In this context, our research aims at providing elements useful for the design of usable MR systems by focusing on the interaction between the user and the MR system. We present two design spaces that can be useful in a top-down design method for MR systems. The first design space, presented in the second section of the paper, consists of an organized framework of abstract interaction situations for describing MR systems. This first result is useful at an early stage of the design of MR systems: indeed it enables the designer to systematically explore the set of possibilities without being biased by the available technologies. While this first design space focuses on abstract interaction (i.e., independent of the interaction technologies), our second design space, presented in the third section of the paper, characterizes the possible usages of one particular interaction device, a mini screen. Our two design spaces are therefore complementary and address different stages of a top-down design method of MR systems: abstract versus concrete interaction. Before presenting our two design spaces, we first clarify the two interaction design steps, i.e. the design of the abstract and concrete interaction.
We call interaction situation, an abstract description of the interaction involved in an MR system. Such a description is independent of the interaction modalities. We define in [7] a modality as the coupling of a physical device with an interaction language. After describing the interaction situation, the following step in the design consists of concretizing the abstract situation by choosing the modalities: the description of the interaction is then concrete. For describing the abstract and concrete interaction, we use the ASUR notation [2] [3]. In the following paragraph, we summarize the main characteristics of the notation. We then describe how to use the ASUR notation for describing the abstract and concrete interaction.
ASUR [2][3] stands for "Adapter", "System", "User", "Real objects". In user-centered MR systems are described in terms of entities (A, S, U, R) taking part in the interaction and the relations between those entities. Between the user (U) and the computer system (S), the adapters bridge the gap between the physical world and the digital one. They could be input adapters (Ain) (e.g., a mouse, a localization mechanism) or output ones (Aout) (e.g., a video projector, audio speakers). Physicality is one key feature of MR systems: real objects are involved in the task. Within the ASUR notation we distinguish physical objects that are tools (Rtool) for performing the task, from the ones that are the objects of the task (Robject).
Three kinds of relationship between two ASUR entities are identified:
• Exchange of data is represented by an arrowed line between two ASUR entities (AAEB).
• Physical activity triggering an action: a double-line arrow (AfiB) denotes the fact that when the entity A meets a given spatial constraint with respect to entity B, data will be exchanged along another specified relationship (CAED).
• Physical collocation is represented by a non-directed double line (A=B). This refers to a persistent physical proximity of two entities.

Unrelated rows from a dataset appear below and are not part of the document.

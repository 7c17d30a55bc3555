use std::sync::{Condvar, Mutex, MutexGuard, PoisonError};

use crate::telemetry::{self, tags};

/// Default number of permits shared by all producer and consumer tasks.
pub const DEFAULT_MAX_WORKERS: usize = 19;

/// Counting permit pool capping how many workers run at once.
///
/// Producers and consumers draw from the same pool. A [`Permit`] is returned
/// to the pool when dropped, so every exit path of a task releases exactly
/// once, including early returns and unwinding panics.
#[derive(Debug)]
pub struct ConcurrencyLimiter {
    permits: usize,
    state: Mutex<LimiterState>,
    released: Condvar,
}

#[derive(Debug, Default)]
struct LimiterState {
    in_use: usize,
    peak: usize,
}

impl ConcurrencyLimiter {
    /// Creates a limiter with `permits` slots (at least one).
    pub fn new(permits: usize) -> Self {
        Self {
            permits: permits.max(1),
            state: Mutex::new(LimiterState::default()),
            released: Condvar::new(),
        }
    }

    /// Total number of permits.
    pub fn permits(&self) -> usize {
        self.permits
    }

    /// Permits currently held.
    pub fn in_use(&self) -> usize {
        self.lock().in_use
    }

    /// Highest number of permits ever held at the same time.
    pub fn peak_in_use(&self) -> usize {
        self.lock().peak
    }

    /// Blocks until a permit is free, then takes it.
    pub fn acquire(&self) -> Permit<'_> {
        let mut state = self.lock();
        while state.in_use >= self.permits {
            state = self
                .released
                .wait(state)
                .unwrap_or_else(PoisonError::into_inner);
        }
        self.take(&mut state);
        Permit { limiter: self }
    }

    /// Takes a permit only if one is immediately available.
    pub fn try_acquire(&self) -> Option<Permit<'_>> {
        let mut state = self.lock();
        if state.in_use >= self.permits {
            return None;
        }
        self.take(&mut state);
        Some(Permit { limiter: self })
    }

    fn take(&self, state: &mut LimiterState) {
        state.in_use += 1;
        state.peak = state.peak.max(state.in_use);
        telemetry::set_gauge(tags::METRIC_LIMITER_IN_USE, state.in_use as u64);
    }

    fn release(&self) {
        let mut state = self.lock();
        state.in_use = state.in_use.saturating_sub(1);
        telemetry::set_gauge(tags::METRIC_LIMITER_IN_USE, state.in_use as u64);
        drop(state);
        self.released.notify_one();
    }

    fn lock(&self) -> MutexGuard<'_, LimiterState> {
        self.state.lock().unwrap_or_else(PoisonError::into_inner)
    }
}

impl Default for ConcurrencyLimiter {
    fn default() -> Self {
        Self::new(DEFAULT_MAX_WORKERS)
    }
}

/// One held slot of a [`ConcurrencyLimiter`].
#[must_use = "dropping a permit releases it immediately"]
#[derive(Debug)]
pub struct Permit<'a> {
    limiter: &'a ConcurrencyLimiter,
}

impl Drop for Permit<'_> {
    fn drop(&mut self) {
        self.limiter.release();
    }
}

#[cfg(test)]
mod tests {
    use std::sync::Arc;
    use std::sync::atomic::{AtomicUsize, Ordering};
    use std::thread;
    use std::time::Duration;

    use super::*;

    #[test]
    fn permits_are_released_on_drop() {
        let limiter = ConcurrencyLimiter::new(2);
        let first = limiter.acquire();
        let second = limiter.acquire();
        assert_eq!(limiter.in_use(), 2);
        assert!(limiter.try_acquire().is_none());

        drop(first);
        assert_eq!(limiter.in_use(), 1);
        let third = limiter.try_acquire();
        assert!(third.is_some());

        drop(second);
        drop(third);
        assert_eq!(limiter.in_use(), 0);
        assert_eq!(limiter.peak_in_use(), 2);
    }

    #[test]
    fn zero_permits_is_clamped_to_one() {
        let limiter = ConcurrencyLimiter::new(0);
        assert_eq!(limiter.permits(), 1);
        let _permit = limiter.acquire();
        assert!(limiter.try_acquire().is_none());
    }

    #[test]
    fn concurrent_holders_never_exceed_permits() {
        let limiter = Arc::new(ConcurrencyLimiter::new(4));
        let active = Arc::new(AtomicUsize::new(0));
        let observed_max = Arc::new(AtomicUsize::new(0));

        let handles: Vec<_> = (0..48)
            .map(|i| {
                let limiter = Arc::clone(&limiter);
                let active = Arc::clone(&active);
                let observed_max = Arc::clone(&observed_max);
                thread::spawn(move || {
                    let _permit = limiter.acquire();
                    let now = active.fetch_add(1, Ordering::AcqRel) + 1;
                    observed_max.fetch_max(now, Ordering::AcqRel);
                    thread::sleep(Duration::from_micros(200 + (i % 5) * 100));
                    active.fetch_sub(1, Ordering::AcqRel);
                })
            })
            .collect();

        for handle in handles {
            handle.join().expect("limiter thread panicked");
        }

        assert!(observed_max.load(Ordering::Acquire) <= 4);
        assert!(limiter.peak_in_use() <= 4);
        assert_eq!(limiter.in_use(), 0);
    }

    #[test]
    fn permit_is_released_when_holder_panics() {
        let limiter = Arc::new(ConcurrencyLimiter::new(1));
        let worker = {
            let limiter = Arc::clone(&limiter);
            thread::spawn(move || {
                let _permit = limiter.acquire();
                panic!("task failed while holding a permit");
            })
        };
        assert!(worker.join().is_err());
        assert_eq!(limiter.in_use(), 0);
        assert!(limiter.try_acquire().is_some());
    }
}
pub mod limiter;
pub mod ordered_queue;
pub mod worker_pool;

pub use limiter::{ConcurrencyLimiter, DEFAULT_MAX_WORKERS, Permit};
pub use ordered_queue::{BoundedOrderedQueue, DEFAULT_QUEUE_CAPACITY};
pub use worker_pool::{PoolRuntimeSnapshot, WorkerPool, WorkerPoolHandle, WorkerRuntimeSnapshot};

Finally, the ASUR entities and relationships are described by a set of characteristics. Table 1 presents some of them. For example the first characteristic induced by the use of a real object (R) or an adapter (A) is the human sense involved in perceiving data from such an entity or in performing actions using such entity. The most common used ones are the haptic, visual and auditory senses. A second characteristic is the location where the user has to focus with the required sense, in order to perceive/manipulate the real entity as well as to manipulate the adapter or perceive the data provided by it. In addition one characteristic of a relation between two ASUR entities is the interaction language used to express data carried by the relation. If we refer to our definition of a modality [7] as the coupling of a physical device with an interaction language, the device is described by an ASUR entity while the interaction language is a characteristic of the relation from this entity (device) to another ASUR entity. In [3], we explained how we use the ASUR notation during the requirements definition phase for describing usage scenarios and during the external specification phase for describing the concrete designed interaction. Going one step further, we define here two levels of abstraction in describing the interaction in an MR system, as part of a top-down (abstract to concrete) method for designing the interaction. Interaction situations are described using ASUR at the most abstract level. Nevertheless, for analytical reasons, we describe the two levels of interaction description in reverse order, from the concrete one to the abstract one.

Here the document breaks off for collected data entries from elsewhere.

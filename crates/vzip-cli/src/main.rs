use std::ffi::OsString;
use std::fs::File;
use std::io::{self, BufReader, Write};
use std::path::{Path, PathBuf};
use std::time::{Duration, Instant};

use clap::error::ErrorKind;
use clap::{Args, CommandFactory, Parser, Subcommand};
use tracing_subscriber::EnvFilter;
use vzip_core::{
    ArchiveConfig, ArchivePipeline, ArchiveProgressSnapshot, ArchiveRunStats, FrameNaming,
    OversizePolicy,
};

#[derive(Parser)]
#[command(
    name = "vzip",
    version,
    about = "Parallel frame archiver",
    long_about = "Pack a directory of image frames into a .vzip archive of zlib records, \
                  and unpack or inspect existing archives.\n\n\
                  `vzip <DIR>` is shorthand for `vzip archive <DIR>` with default settings.",
    args_conflicts_with_subcommands = true
)]
struct Cli {
    /// Log debug events to stderr (RUST_LOG overrides).
    #[arg(short, long, global = true)]
    verbose: bool,

    /// Frame directory to archive with default settings.
    input: Option<PathBuf>,

    #[command(subcommand)]
    command: Option<Commands>,
}

impl Cli {
    /// Resolves the bare `vzip <DIR>` form to an `archive` command.
    fn into_command(self) -> Result<Commands, clap::Error> {
        match (self.command, self.input) {
            (Some(command), _) => Ok(command),
            (None, Some(input)) => ArchiveArgs::defaults_for(input).map(Commands::Archive),
            (None, None) => Err(Cli::command().error(
                ErrorKind::MissingRequiredArgument,
                "expected a frame directory or a subcommand",
            )),
        }
    }
}

#[derive(Subcommand)]
enum Commands {
    /// Compress every frame of a directory into one archive.
    Archive(ArchiveArgs),
    /// Decompress every record of an archive into numbered frame files.
    Extract {
        /// Archive to read.
        input: PathBuf,

        /// Destination directory.
        #[arg(short, long, default_value = "frames")]
        output: PathBuf,

        /// File name prefix of extracted frames.
        #[arg(long, default_value = "frame")]
        prefix: String,

        /// File name suffix of extracted frames.
        #[arg(long, default_value = vzip_core::io::DEFAULT_FRAME_SUFFIX)]
        suffix: String,
    },
    /// Print the size and image dimensions of every record.
    List {
        /// Archive to read.
        input: PathBuf,
    },
}

#[derive(Args)]
struct ArchiveArgs {
    /// Directory holding the frame files.
    input: PathBuf,

    /// Destination archive path.
    #[arg(short, long, default_value = "video.vzip")]
    output: PathBuf,

    /// Maximum producer and consumer tasks running at once.
    #[arg(long, default_value_t = vzip_core::core::DEFAULT_MAX_WORKERS)]
    workers: usize,

    /// Raw frames allowed to wait for a consumer.
    #[arg(long, default_value_t = vzip_core::core::DEFAULT_QUEUE_CAPACITY)]
    queue_capacity: usize,

    /// Largest accepted frame (supports suffixes K/M/G).
    #[arg(long, default_value = "1M", value_parser = parse_size)]
    max_frame_size: usize,

    /// Largest compressed record (supports suffixes K/M/G).
    #[arg(long, default_value = "1M", value_parser = parse_size)]
    max_compressed_size: usize,

    /// File name suffix selecting frames.
    #[arg(long, default_value = vzip_core::io::DEFAULT_FRAME_SUFFIX)]
    suffix: String,

    /// Keep the first max-frame-size bytes of oversized frames instead of failing.
    #[arg(long, default_value_t = false)]
    truncate_oversized: bool,

    /// zlib compression level (0-9).
    #[arg(long, default_value_t = 9, value_parser = clap::value_parser!(u32).range(0..=9))]
    level: u32,

    /// Print live progress and a run summary to stderr.
    #[arg(long, default_value_t = false)]
    progress: bool,

    /// Progress refresh interval in milliseconds.
    #[arg(long, default_value_t = 250)]
    stats_interval_ms: u64,
}

impl ArchiveArgs {
    /// Archive arguments with every flag at its default.
    fn defaults_for(input: PathBuf) -> Result<Self, clap::Error> {
        #[derive(Parser)]
        struct Defaults {
            #[command(flatten)]
            args: ArchiveArgs,
        }

        let argv = [OsString::from("vzip"), OsString::from("--"), input.into_os_string()];
        Defaults::try_parse_from(argv).map(|defaults| defaults.args)
    }

    fn config(&self) -> ArchiveConfig {
        let policy = if self.truncate_oversized {
            OversizePolicy::Truncate
        } else {
            OversizePolicy::Reject
        };
        ArchiveConfig::default()
            .with_max_workers(self.workers)
            .with_queue_capacity(self.queue_capacity)
            .with_max_frame_bytes(self.max_frame_size)
            .with_max_compressed_bytes(self.max_compressed_size)
            .with_frame_suffix(self.suffix.clone())
            .with_compression_level(self.level)
            .with_oversize_policy(policy)
    }
}

fn main() {
    let started_at = Instant::now();
    let cli = Cli::parse();
    init_tracing(cli.verbose);
    let command = cli.into_command().unwrap_or_else(|error| error.exit());

    if let Err(error) = run(command, started_at) {
        eprintln!("error: {error}");
        std::process::exit(1);
    }
}

fn init_tracing(verbose: bool) {
    let default_directive = if verbose { "debug" } else { "warn" };
    let filter = EnvFilter::try_from_default_env()
        .unwrap_or_else(|_| EnvFilter::new(default_directive));
    tracing_subscriber::fmt()
        .with_env_filter(filter)
        .with_writer(io::stderr)
        .init();
}

fn run(command: Commands, started_at: Instant) -> Result<(), Box<dyn std::error::Error>> {
    match command {
        Commands::Archive(args) => {
            let interval = Duration::from_millis(args.stats_interval_ms.max(50));
            archive_command(
                &args.input,
                &args.output,
                args.config(),
                args.progress,
                interval,
                started_at,
            )?;
        }
        Commands::Extract {
            input,
            output,
            prefix,
            suffix,
        } => extract_command(&input, &output, &FrameNaming::new(prefix, suffix))?,
        Commands::List { input } => list_command(&input)?,
    }

    Ok(())
}

fn archive_command(
    input: &Path,
    output: &Path,
    config: ArchiveConfig,
    progress: bool,
    progress_interval: Duration,
    started_at: Instant,
) -> Result<(), Box<dyn std::error::Error>> {
    let pipeline = ArchivePipeline::new(config);

    // An unreadable input directory is reported, not treated as a crash.
    let sources = match pipeline.scan(input) {
        Ok(sources) => sources,
        Err(error) => {
            tracing::debug!(%error, "input directory scan failed");
            println!("An error has occurred");
            return Ok(());
        }
    };

    let stats = if progress {
        let stats = pipeline.archive_sources_to_path_with_progress(
            sources,
            output,
            progress_interval,
            print_progress,
        )?;
        eprintln!();
        stats
    } else {
        pipeline.archive_sources_to_path(sources, output)?
    };

    match stats.compression_ratio() {
        Some(ratio) => println!("Compression rate: {ratio:.2}%"),
        None => println!("Compression rate: n/a"),
    }
    println!("Time: {:.2} seconds", started_at.elapsed().as_secs_f64());

    if progress {
        print_summary(output, &stats);
    }
    Ok(())
}

fn print_progress(snapshot: ArchiveProgressSnapshot) {
    let percent = if snapshot.frames_total > 0 {
        snapshot.frames_compressed as f64 / snapshot.frames_total as f64 * 100.0
    } else {
        100.0
    };
    eprint!(
        "\r\x1b[2K[{percent:6.2}%] read {}/{} | compressed {}/{} | in {} | out {} | active {}/{} | {}",
        snapshot.frames_read,
        snapshot.frames_total,
        snapshot.frames_compressed,
        snapshot.frames_total,
        format_bytes(snapshot.input_bytes_read),
        format_bytes(snapshot.output_bytes_compressed),
        snapshot.runtime.active,
        snapshot.runtime.workers.len(),
        format_duration(snapshot.elapsed),
    );
    let _ = io::stderr().flush();
}

fn print_summary(output: &Path, stats: &ArchiveRunStats) {
    eprintln!("archive complete");
    eprintln!("  output: {}", output.display());
    eprintln!("  frames: {}", stats.frames);
    eprintln!("  input bytes: {}", format_bytes(stats.input_bytes_total));
    eprintln!("  record bytes: {}", format_bytes(stats.output_bytes_total));
    eprintln!("  archive bytes: {}", format_bytes(stats.archive_bytes));
    eprintln!("  elapsed: {}", format_duration(stats.elapsed));
    eprintln!(
        "  peak active tasks: {} | peak queue depth: {}",
        stats.peak_active_workers, stats.peak_queue_depth
    );
    for worker in &stats.workers {
        eprintln!(
            "    w{:02} tasks {:>6} | busy {:>8} | idle {:>8} | util {:>6.2}%",
            worker.worker_id,
            worker.tasks_completed,
            format_duration(worker.busy),
            format_duration(worker.idle),
            worker.utilization * 100.0,
        );
    }
}

fn extract_command(
    input: &Path,
    output: &Path,
    naming: &FrameNaming,
) -> Result<(), Box<dyn std::error::Error>> {
    let pipeline = ArchivePipeline::new(ArchiveConfig::default());
    let stats = pipeline.extract_to_directory(input, output, naming)?;

    println!("extract complete");
    println!("  archive: {}", input.display());
    println!("  output: {}", output.display());
    println!("  records: {}", stats.records);
    println!("  archive bytes: {}", format_bytes(stats.input_bytes_total));
    println!("  restored bytes: {}", format_bytes(stats.output_bytes_total));
    println!("  elapsed: {}", format_duration(stats.elapsed));
    Ok(())
}

fn list_command(input: &Path) -> Result<(), Box<dyn std::error::Error>> {
    let pipeline = ArchivePipeline::new(ArchiveConfig::default());
    let records = pipeline.inspect_archive(BufReader::new(File::open(input)?))?;

    println!("{:>7}  {:>12}  {:>12}  dimensions", "record", "compressed", "original");
    for record in &records {
        let dimensions = record
            .dimensions
            .map(|(width, height)| format!("{width}x{height}"))
            .unwrap_or_else(|| "-".to_string());
        println!(
            "{:>7}  {:>12}  {:>12}  {dimensions}",
            record.index,
            format_bytes(record.compressed_len as u64),
            format_bytes(record.original_len as u64),
        );
    }

    let compressed: u64 = records.iter().map(|record| record.compressed_len as u64).sum();
    let original: u64 = records.iter().map(|record| record.original_len as u64).sum();
    println!(
        "{} records | {} compressed | {} original",
        records.len(),
        format_bytes(compressed),
        format_bytes(original)
    );
    Ok(())
}

/// Parses `512`, `64k`, `1M`, `2GiB` and similar binary sizes.
fn parse_size(value: &str) -> Result<usize, String> {
    let text = value.trim();
    let digits_end = text
        .char_indices()
        .find(|(_, ch)| !ch.is_ascii_digit())
        .map_or(text.len(), |(position, _)| position);
    let (digits, unit) = text.split_at(digits_end);
    if digits.is_empty() {
        return Err(format!("invalid size: '{value}'"));
    }

    let shift = match unit.trim().to_ascii_uppercase().as_str() {
        "" | "B" => 0,
        "K" | "KB" | "KIB" => 10,
        "M" | "MB" | "MIB" => 20,
        "G" | "GB" | "GIB" => 30,
        other => return Err(format!("unknown size unit '{other}' in '{value}'")),
    };

    digits
        .parse::<usize>()
        .ok()
        .and_then(|count| count.checked_mul(1usize << shift))
        .ok_or_else(|| format!("size out of range: '{value}'"))
}

fn format_bytes(bytes: u64) -> String {
    const UNITS: [&str; 3] = ["KiB", "MiB", "GiB"];
    if bytes < 1024 {
        return format!("{bytes} B");
    }

    let exponent = ((bytes.ilog2() / 10) as usize).min(UNITS.len());
    let scaled = bytes as f64 / (1u64 << (10 * exponent)) as f64;
    format!("{scaled:.2} {}", UNITS[exponent - 1])
}

fn format_duration(duration: Duration) -> String {
    let seconds = duration.as_secs();
    if seconds >= 60 {
        format!("{:02}:{:02}", seconds / 60, seconds % 60)
    } else {
        format!("{:.3}s", duration.as_secs_f64())
    }
}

(1) The most concrete description is the final stage of the external specification phase. Interaction is fully depicted by a set of ASUR entities and relations that are described by the ASUR characteristics. The interaction modalities (devices and languages) are therefore chosen: we distinguish two types of modalities in an MR system, the active and passive modalities. Active and passive modalities are defined for the MR systems we are concerned with in this paper: the object/target of the main task is physical, for example the patient for CAS systems.
• For inputs, active modalities are used by the user to issue a command to the computer such as a pedal to move a laparoscope in a CAS system. Passive modalities are used to capture relevant information for enhancing the realization of the task, information that is not explicitly expressed by the user to the computer ("perceptual user interfaces" [9]). For example, in our CASPER (Computer ASsisted PERicardial puncture) system, presented in Figure 1, a system for computer assistance in pericardial punctures, a passive modality is used for tracking the position of the puncture needle.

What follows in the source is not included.